Lutheran Hospital Receives Stroke Center Re-Accreditation from The Joint Commission
Fort Wayne, Ind. (Thursday, May 20, 2010) — Lutheran Hospital announced it has received the Primary Stroke Center Certification from The Joint Commission. The two-year re-accreditation was obtained last month after an on-site review was conducted by a surveyor from The Joint Commission.
Process improvements and program management are key areas of interest for The Joint Commission. Six areas or domains are closely reviewed for accuracy and efficiency including: urgent care assessment, acute care hospitalization or treatment, risk factor modification, secondary prevention, patient education and patient rehabilitation.
In addition, the surveyor considers five time measurements for the delivery of patient care during the urgent care assessment. The most important time measurement is the amount of time that elapses from when the patient enters the emergency room to when he or she is administered a clot busting drug.

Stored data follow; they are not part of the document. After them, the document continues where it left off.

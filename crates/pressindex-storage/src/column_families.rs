//! Column family definitions for RocksDB.
//!
//! - progress: bulk indexing progress, one record per index name
//! - options: operator-editable flags read on every event

use rocksdb::{ColumnFamilyDescriptor, Options};

/// Column family name for indexing progress records
pub const CF_PROGRESS: &str = "progress";

/// Column family name for runtime options
pub const CF_OPTIONS: &str = "options";

/// All column family names
pub const ALL_CF_NAMES: &[&str] = &[CF_PROGRESS, CF_OPTIONS];

/// Build all column family descriptors
pub fn build_cf_descriptors() -> Vec<ColumnFamilyDescriptor> {
    vec![
        ColumnFamilyDescriptor::new(CF_PROGRESS, Options::default()),
        ColumnFamilyDescriptor::new(CF_OPTIONS, Options::default()),
    ]
}

#[cfg(test)]
mod tests {
    use super::*;

    #[test]
    fn test_descriptors_cover_all_names() {
        assert_eq!(build_cf_descriptors().len(), ALL_CF_NAMES.len());
    }
}
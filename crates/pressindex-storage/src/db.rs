//! RocksDB wrapper for pressindex options and progress.
//!
//! Provides:
//! - Database open with column family setup
//! - Per-index progress records (JSON)
//! - Runtime option flags, read from disk on every call

use rocksdb::{Options, DB};
use std::path::Path;
use tracing::{debug, info};

use pressindex_types::{ConfigStore, IndexingProgress, TypesError};

use crate::column_families::{build_cf_descriptors, CF_OPTIONS, CF_PROGRESS};
use crate::error::StorageError;
use crate::keys::{OptionKey, ProgressKey};

/// Option name for the persist-after-mutation flag
pub const OPTION_WRITE_TO_DISK: &str = "write_to_disk";

/// Main storage interface for pressindex
pub struct Storage {
    db: DB,
    /// Used when the write-to-disk option was never stored
    write_to_disk_default: bool,
}

impl Storage {
    /// Open storage at the given path, creating if necessary
    pub fn open(path: &Path) -> Result<Self, StorageError> {
        info!("Opening storage at {:?}", path);

        let mut db_opts = Options::default();
        db_opts.create_if_missing(true);
        db_opts.create_missing_column_families(true);

        let db = DB::open_cf_descriptors(&db_opts, path, build_cf_descriptors())?;

        Ok(Self {
            db,
            write_to_disk_default: false,
        })
    }

    /// Set the write-to-disk value reported while no option is stored.
    pub fn with_write_to_disk_default(mut self, enabled: bool) -> Self {
        self.write_to_disk_default = enabled;
        self
    }

    fn cf(&self, name: &str) -> Result<&rocksdb::ColumnFamily, StorageError> {
        self.db
            .cf_handle(name)
            .ok_or_else(|| StorageError::ColumnFamilyNotFound(name.to_string()))
    }

    // ==================== Progress Methods ====================

    /// Store progress for an index
    pub fn put_progress(
        &self,
        index_name: &str,
        progress: &IndexingProgress,
    ) -> Result<(), StorageError> {
        let cf = self.cf(CF_PROGRESS)?;
        let key = ProgressKey::new(index_name);
        self.db.put_cf(cf, key.to_bytes(), progress.to_bytes()?)?;
        debug!(index = index_name, offset = progress.offset, found_total = progress.found_total, "Saved progress");
        Ok(())
    }

    /// Get progress for an index, clamped to its invariant
    pub fn get_progress(&self, index_name: &str) -> Result<Option<IndexingProgress>, StorageError> {
        let cf = self.cf(CF_PROGRESS)?;
        let key = ProgressKey::new(index_name);
        match self.db.get_cf(cf, key.to_bytes())? {
            Some(bytes) => Ok(Some(IndexingProgress::from_bytes(&bytes)?)),
            None => Ok(None),
        }
    }

    /// Delete progress for an index
    pub fn delete_progress(&self, index_name: &str) -> Result<(), StorageError> {
        let cf = self.cf(CF_PROGRESS)?;
        self.db.delete_cf(cf, ProgressKey::new(index_name).to_bytes())?;
        debug!(index = index_name, "Cleared progress");
        Ok(())
    }

    // ==================== Option Methods ====================

    /// Store a raw option value
    pub fn put_option(&self, name: &str, value: &[u8]) -> Result<(), StorageError> {
        let cf = self.cf(CF_OPTIONS)?;
        self.db.put_cf(cf, OptionKey::new(name).to_bytes(), value)?;
        Ok(())
    }

    /// Get a raw option value
    pub fn get_option(&self, name: &str) -> Result<Option<Vec<u8>>, StorageError> {
        let cf = self.cf(CF_OPTIONS)?;
        Ok(self.db.get_cf(cf, OptionKey::new(name).to_bytes())?)
    }

    /// Delete an option, restoring its default
    pub fn delete_option(&self, name: &str) -> Result<(), StorageError> {
        let cf = self.cf(CF_OPTIONS)?;
        self.db.delete_cf(cf, OptionKey::new(name).to_bytes())?;
        Ok(())
    }

    /// Persist the write-to-disk flag
    pub fn set_write_to_disk(&self, enabled: bool) -> Result<(), StorageError> {
        let value: &[u8] = if enabled { b"1" } else { b"0" };
        self.put_option(OPTION_WRITE_TO_DISK, value)?;
        info!(enabled, "Updated write_to_disk option");
        Ok(())
    }

    /// Current write-to-disk flag; stored value wins over the default
    pub fn get_write_to_disk(&self) -> Result<bool, StorageError> {
        Ok(match self.get_option(OPTION_WRITE_TO_DISK)? {
            Some(bytes) => bytes.as_slice() == b"1",
            None => self.write_to_disk_default,
        })
    }
}

impl ConfigStore for Storage {
    fn load_progress(&self, index_name: &str) -> Result<Option<IndexingProgress>, TypesError> {
        Ok(self.get_progress(index_name)?)
    }

    fn save_progress(
        &self,
        index_name: &str,
        progress: &IndexingProgress,
    ) -> Result<(), TypesError> {
        Ok(self.put_progress(index_name, progress)?)
    }

    fn clear_progress(&self, index_name: &str) -> Result<(), TypesError> {
        Ok(self.delete_progress(index_name)?)
    }

    fn write_to_disk(&self) -> Result<bool, TypesError> {
        Ok(self.get_write_to_disk()?)
    }
}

"It's reassuring to Lutheran Hospital and to the community to again receive an endorsement from The Joint Commission which we consider the gold standard of quality patient care," said Lisa MacDonald, executive director, neuroscience services, Lutheran Hospital. "The goal of our stroke program is to preserve quality of life through cutting-edge technology, careful detail to the process of caring for the patient and assisting the patient and his family to gain understanding of how to modify his lifestyle to reduce the risk of further stroke."

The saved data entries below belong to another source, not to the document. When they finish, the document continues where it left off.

//! Error types for batch indexing and lifecycle events.

use pressindex_search::SearchError;
use pressindex_types::{IndexingProgress, TypesError};
use thiserror::Error;

/// Errors that can occur while indexing
#[derive(Error, Debug)]
pub enum IndexingError {
    /// Another batch for the same index is running
    #[error("Batch already in progress for index {0}")]
    BatchInProgress(String),

    /// A batch stopped part way; progress was not advanced
    #[error("Batch at offset {offset} aborted after {indexed} documents: {source}")]
    BatchAborted {
        offset: u64,
        indexed: usize,
        #[source]
        source: SearchError,
    },

    /// The batch was indexed and its progress saved, but persisting failed
    #[error(
        "Persist failed after progress advanced to {}/{}: {source}",
        .progress.offset,
        .progress.found_total
    )]
    PersistFailed {
        progress: IndexingProgress,
        #[source]
        source: SearchError,
    },

    /// Unusable setting, detected before any engine call
    #[error("Invalid configuration: {0}")]
    InvalidConfiguration(String),

    /// Schema, document or engine error
    #[error("Search error: {0}")]
    Search(#[from] SearchError),

    /// Repository or store error
    #[error("Store error: {0}")]
    Types(#[from] TypesError),
}

impl IndexingError {
    /// For an aborted batch, whether some documents reached the engine.
    pub fn partially_indexed(&self) -> bool {
        matches!(self, IndexingError::BatchAborted { indexed, .. } if *indexed > 0)
    }

    /// Progress already saved when the error was raised, if any.
    pub fn committed_progress(&self) -> Option<IndexingProgress> {
        match self {
            IndexingError::PersistFailed { progress, .. } => Some(*progress),
            _ => None,
        }
    }
}
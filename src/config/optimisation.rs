use std::collections::BTreeMap;
use std::path::PathBuf;

use super::traits::ConfigSection;
use crate::error::SwarmError;
use crate::types::StartMode;
use serde::{Deserialize, Serialize};

/// Settings for how each evolved optimiser is tested.
#[derive(Debug, Clone, Serialize, Deserialize)]
#[serde(default)]
pub struct OptimisationConfig {
    pub problems: Vec<String>,
    pub moves: usize,
    pub runs: usize,
    pub swarm_size: usize,
    pub start_mode: StartMode,
    pub starts_file: PathBuf,
    pub evolve_swarm_size: bool,
    pub max_swarm_size: usize,
    /// With an evolved swarm size, moves are `max_evaluations / swarm_size`.
    pub max_evaluations: usize,
    pub swarm_size_mutation_rate: f64,
    pub transform_problems: bool,
    pub lower_scale: f32,
    pub upper_scale: f32,
    pub lower_translate: f32,
    pub upper_translate: f32,
    /// Number of final programs pooled into an ensemble; zero disables it.
    pub ensemble_size: usize,
    /// Flattened start coordinates per problem name, `swarm_size * dims`
    /// values each, used when `start_mode` is `defined`.
    pub defined_starts: BTreeMap<String, Vec<f32>>,
}

impl Default for OptimisationConfig {
    fn default() -> Self {
        Self {
            problems: vec!["sphere".to_string(), "rastrigin".to_string()],
            moves: 50,
            runs: 3,
            swarm_size: 10,
            start_mode: StartMode::Random,
            starts_file: PathBuf::from("starts.txt"),
            evolve_swarm_size: false,
            max_swarm_size: 50,
            max_evaluations: 500,
            swarm_size_mutation_rate: 0.05,
            transform_problems: false,
            lower_scale: 0.5,
            upper_scale: 2.0,
            lower_translate: -0.5,
            upper_translate: 0.5,
            ensemble_size: 0,
            defined_starts: BTreeMap::new(),
        }
    }
}

impl ConfigSection for OptimisationConfig {
    fn section_name() -> &'static str {
        "optimisation"
    }

    fn validate(&self) -> Result<(), SwarmError> {
        if self.problems.is_empty() {
            return Err(SwarmError::Configuration(
                "At least one problem is required".to_string(),
            ));
        }
        if self.runs == 0 || self.swarm_size == 0 {
            return Err(SwarmError::Configuration(
                "Runs and swarm size must be at least 1".to_string(),
            ));
        }
        if !self.evolve_swarm_size && self.moves == 0 {
            return Err(SwarmError::Configuration(
                "Moves must be at least 1".to_string(),
            ));
        }
        if self.evolve_swarm_size {
            if self.max_swarm_size < 2 {
                return Err(SwarmError::Configuration(
                    "Max swarm size must be at least 2 when it evolves".to_string(),
                ));
            }
            if self.max_evaluations < self.max_swarm_size {
                return Err(SwarmError::Configuration(
                    "Max evaluations must allow at least one move for the largest swarm".to_string(),
                ));
            }
            if self.start_mode != StartMode::Random {
                return Err(SwarmError::Configuration(
                    "Saved start points need a fixed swarm size".to_string(),
                ));
            }
        }
        if !(0.0..=1.0).contains(&self.swarm_size_mutation_rate) {
            return Err(SwarmError::Configuration(
                "Swarm size mutation rate must be between 0 and 1".to_string(),
            ));
        }
        if self.lower_scale <= 0.0 || self.lower_scale > self.upper_scale {
            return Err(SwarmError::Configuration(
                "Scale range must be positive with lower <= upper".to_string(),
            ));
        }
        if self.lower_translate > self.upper_translate {
            return Err(SwarmError::Configuration(
                "Translate range must have lower <= upper".to_string(),
            ));
        }
        Ok(())
    }
}
#[derive(Debug, Clone, Copy, PartialEq, Eq, Hash)]
pub enum VectorOp {
    GetComponent,
    SetComponent,
    FromFloats,
    ToFloats,
    Rand,
    RandWithLimits,
    RandWithWidth,
    UnitRand,
    Add,
    Sub,
    Mul,
    Div,
    AddScalar,
    SubScalar,
    MulScalar,
    DivScalar,
    Dot,
    Magnitude,
    DimAdd,
    DimMul,
    Zip,
    Apply,
    Between,
    Best,
    Current,
}

impl VectorOp {
    pub const ALL: [VectorOp; 25] = [
        VectorOp::GetComponent,
        VectorOp::SetComponent,
        VectorOp::FromFloats,
        VectorOp::ToFloats,
        VectorOp::Rand,
        VectorOp::RandWithLimits,
        VectorOp::RandWithWidth,
        VectorOp::UnitRand,
        VectorOp::Add,
        VectorOp::Sub,
        VectorOp::Mul,
        VectorOp::Div,
        VectorOp::AddScalar,
        VectorOp::SubScalar,
        VectorOp::MulScalar,
        VectorOp::DivScalar,
        VectorOp::Dot,
        VectorOp::Magnitude,
        VectorOp::DimAdd,
        VectorOp::DimMul,
        VectorOp::Zip,
        VectorOp::Apply,
        VectorOp::Between,
        VectorOp::Best,
        VectorOp::Current,
    ];

    fn suffix(self) -> &'static str {
        match self {
            VectorOp::GetComponent => "get",
            VectorOp::SetComponent => "set",
            VectorOp::FromFloats => "fromfloats",
            VectorOp::ToFloats => "tofloats",
            VectorOp::Rand => "rand",
            VectorOp::RandWithLimits => "randlimits",
            VectorOp::RandWithWidth => "randwidth",
            VectorOp::UnitRand => "unitrand",
            VectorOp::Add => "+",
            VectorOp::Sub => "-",
            VectorOp::Mul => "*",
            VectorOp::Div => "/",
            VectorOp::AddScalar => "scalar+",
            VectorOp::SubScalar => "scalar-",
            VectorOp::MulScalar => "scalar*",
            VectorOp::DivScalar => "scalar/",
            VectorOp::Dot => "dot",
            VectorOp::Magnitude => "mag",
            VectorOp::DimAdd => "dim+",
            VectorOp::DimMul => "dim*",
            VectorOp::Zip => "zip",
            VectorOp::Apply => "apply",
            VectorOp::Between => "between",
            VectorOp::Best => "best",
            VectorOp::Current => "current",
        }
    }
}

/// Minimum stack depths an instruction needs before it does anything.
#[derive(Debug, Clone, Copy, Default, PartialEq, Eq)]
pub struct Signature {
    pub int: usize,
    pub float: usize,
    pub boolean: usize,
    pub vector: usize,
    pub code: usize,
    pub exec: usize,
}

impl Signature {
    pub const NONE: Signature = Signature {
        int: 0,
        float: 0,
        boolean: 0,
        vector: 0,
        code: 0,
        exec: 0,
    };

    pub const fn int(mut self, n: usize) -> Self {
        self.int += n;
        self
    }

    pub const fn float(mut self, n: usize) -> Self {
        self.float += n;
        self
    }

    pub const fn boolean(mut self, n: usize) -> Self {
        self.boolean += n;
        self
    }

    pub const fn vector(mut self, n: usize) -> Self {
        self.vector += n;
        self
    }

    pub const fn code(mut self, n: usize) -> Self {
        self.code += n;
        self
    }

    pub const fn exec(mut self, n: usize) -> Self {
        self.exec += n;
        self
    }

    /// Requirement of `n` values on the given stack.
    pub const fn on(self, stack: StackType, n: usize) -> Self {
        match stack {
            StackType::Integer => self.int(n),
            StackType::Float => self.float(n),
            StackType::Boolean => self.boolean(n),
            StackType::Vector => self.vector(n),
            StackType::Code => self.code(n),
            StackType::Exec => self.exec(n),
        }
    }
}

#[derive(Debug, Clone, Copy, PartialEq, Eq, Hash)]
pub enum Instruction {
    Stack(StackType, StackOp),
    Int(IntOp),
    Float(FloatOp),
    Bool(BoolOp),
    Exec(ExecOp),
    Code(CodeOp),
    Input(InputOp),
    Vector(VectorOp),
}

Approximately 795,000 people experience a stroke each year, according to the American Heart Association. Roughly 610,000 are initial strokes and the remaining 185,000 are recurrent attacks. The National Center for Health Statistics shows that stroke is the third leading cause of death behind heart disease and cancer.

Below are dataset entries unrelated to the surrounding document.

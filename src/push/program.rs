//! Program trees.
//!
//! A program is a list of code items, each either an atom or a nested
//! list. Points are counted in preorder with the root list at index 0, so a
//! program `(a (b c))` has five points: the root, `a`, the inner list, `b`,
//! and `c`.

use std::fmt;

use super::instruction::Instruction;

#[derive(Debug, Clone, PartialEq)]
pub enum Atom {
    Instruction(Instruction),
    Int(i32),
    Float(f32),
    Bool(bool),
}

impl fmt::Display for Atom {
    fn fmt(&self, f: &mut fmt::Formatter<'_>) -> fmt::Result {
        match self {
            Atom::Instruction(i) => write!(f, "{}", i),
            Atom::Int(v) => write!(f, "{}", v),
            Atom::Float(v) => write!(f, "{:?}", v),
            Atom::Bool(v) => write!(f, "{}", v),
        }
    }
}

#[derive(Debug, Clone, PartialEq)]
pub enum Code {
    Atom(Atom),
    List(Vec<Code>),
}

impl Code {
    pub fn instruction(instruction: Instruction) -> Self {
        Code::Atom(Atom::Instruction(instruction))
    }

    pub fn is_list(&self) -> bool {
        matches!(self, Code::List(_))
    }

    /// Number of points in this subtree.
    pub fn points(&self) -> usize {
        match self {
            Code::Atom(_) => 1,
            Code::List(items) => 1 + items.iter().map(Code::points).sum::<usize>(),
        }
    }

    /// Subtree at preorder `index`, where 0 is `self`.
    pub fn subtree(&self, index: usize) -> Option<&Code> {
        if index == 0 {
            return Some(self);
        }
        let Code::List(items) = self else {
            return None;
        };
        let mut remaining = index - 1;
        for item in items {
            let size = item.points();
            if remaining < size {
                return item.subtree(remaining);
            }
            remaining -= size;
        }
        None
    }

    pub fn subtree_mut(&mut self, index: usize) -> Option<&mut Code> {
        if index == 0 {
            return Some(self);
        }
        let Code::List(items) = self else {
            return None;
        };
        let mut remaining = index - 1;
        for item in items.iter_mut() {
            let size = item.points();
            if remaining < size {
                return item.subtree_mut(remaining);
            }
            remaining -= size;
        }
        None
    }

    /// Remove the subtree at preorder `index` (> 0) from its parent list.
    pub fn remove_subtree(&mut self, index: usize) -> bool {
        let Code::List(items) = self else {
            return false;
        };
        if index == 0 {
            return false;
        }
        let mut remaining = index - 1;
        for pos in 0..items.len() {
            if remaining == 0 {
                items.remove(pos);
                return true;
            }
            let size = items[pos].points();
            if remaining < size {
                return items[pos].remove_subtree(remaining);
            }
            remaining -= size;
        }
        false
    }

    /// Splice the list at preorder `index` (> 0) into its parent. Atoms are
    /// left alone.
    pub fn flatten_subtree(&mut self, index: usize) -> bool {
        let Code::List(items) = self else {
            return false;
        };
        if index == 0 {
            return false;
        }
        let mut remaining = index - 1;
        for pos in 0..items.len() {
            if remaining == 0 {
                if let Code::List(inner) = &items[pos] {
                    let inner = inner.clone();
                    items.splice(pos..=pos, inner);
                    return true;
                }
                return false;
            }
            let size = items[pos].points();
            if remaining < size {
                return items[pos].flatten_subtree(remaining);
            }
            remaining -= size;
        }
        false
    }
}

impl fmt::Display for Code {
    fn fmt(&self, f: &mut fmt::Formatter<'_>) -> fmt::Result {
        match self {
            Code::Atom(atom) => write!(f, "{}", atom),
            Code::List(items) => {
                write!(f, "(")?;
                for (i, item) in items.iter().enumerate() {
                    if i > 0 {
                        write!(f, " ")?;
                    }
                    write!(f, "{}", item)?;
                }
                write!(f, ")")
            }
        }
    }
}

/// An evolved program. The root is always a list.
#[derive(Debug, Clone, PartialEq)]
pub struct Program {
    root: Code,
}

impl Default for Program {
    fn default() -> Self {
        Self::empty()
    }
}

impl Program {
    pub const fn empty() -> Self {
        Self {
            root: Code::List(Vec::new()),
        }
    }

    pub fn new(items: Vec<Code>) -> Self {
        Self {
            root: Code::List(items),
        }
    }

    /// Wrap arbitrary code; a bare atom becomes a one-item program.
    pub fn from_code(code: Code) -> Self {
        match code {
            Code::List(_) => Self { root: code },
            atom => Self::new(vec![atom]),
        }
    }

    pub fn as_code(&self) -> &Code {
        &self.root
    }

    pub fn items(&self) -> &[Code] {
        match &self.root {
            Code::List(items) => items,
            Code::Atom(_) => &[],
        }
    }

    /// Total points, including the root list.
    pub fn points(&self) -> usize {
        self.root.points()
    }

    pub fn subtree(&self, index: usize) -> Option<&Code> {
        self.root.subtree(index)
    }

    pub fn subtree_points(&self, index: usize) -> usize {
        self.subtree(index).map(Code::points).unwrap_or(0)
    }

    /// Replace the subtree at `index`. Replacing the root with an atom keeps
    /// the root a list.
    pub fn replace_subtree(&mut self, index: usize, replacement: Code) {
        if index == 0 {
            *self = Program::from_code(replacement);
            return;
        }
        if let Some(slot) = self.root.subtree_mut(index) {
            *slot = replacement;
        }
    }

    pub fn remove_subtree(&mut self, index: usize) -> bool {
        self.root.remove_subtree(index)
    }

    pub fn flatten_subtree(&mut self, index: usize) -> bool {
        self.root.flatten_subtree(index)
    }
}

impl fmt::Display for Program {
    fn fmt(&self, f: &mut fmt::Formatter<'_>) -> fmt::Result {
        write!(f, "{}", self.root)
    }
}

"Having a cohesive team in place is paramount when minutes can make a major difference in a patient's outcome," said Thomas Banas, MD, medical director, Lutheran Stroke Center. "We have been blessed with exceptional components required to treat stroke. With these elements in place, we are able to provide acute stroke care at a level comparable to the finest programs in the country."
Dr. Banas elaborated on the components of Lutheran's Stroke Center to include:
- state-of-the-art technology at Lutheran Hospital;
- a supportive administration lead by Joe Dorko;
- precise, detailed neuroscience staff including Lisa MacDonald and Lisa Guyll;
- extremely competent emergency physicians, hospitalists and neurologists;
- available interventionalists; and
- a regional stroke care telemedicine network.
According to the National Stroke Association, there are two types of risk factors for stroke: controllable and uncontrollable. Controllable risk factors generally fall into two categories: lifestyle risk factors or medical risk factors. Both types can be managed best by working with a doctor, who can prescribe medications and advise on how to adopt a healthy lifestyle. Uncontrollable risk factors include being over age 55, being male, being African-American, Hispanic or Asian/Pacific Islander, or having a family history of stroke or transient ischemic attack (TIA).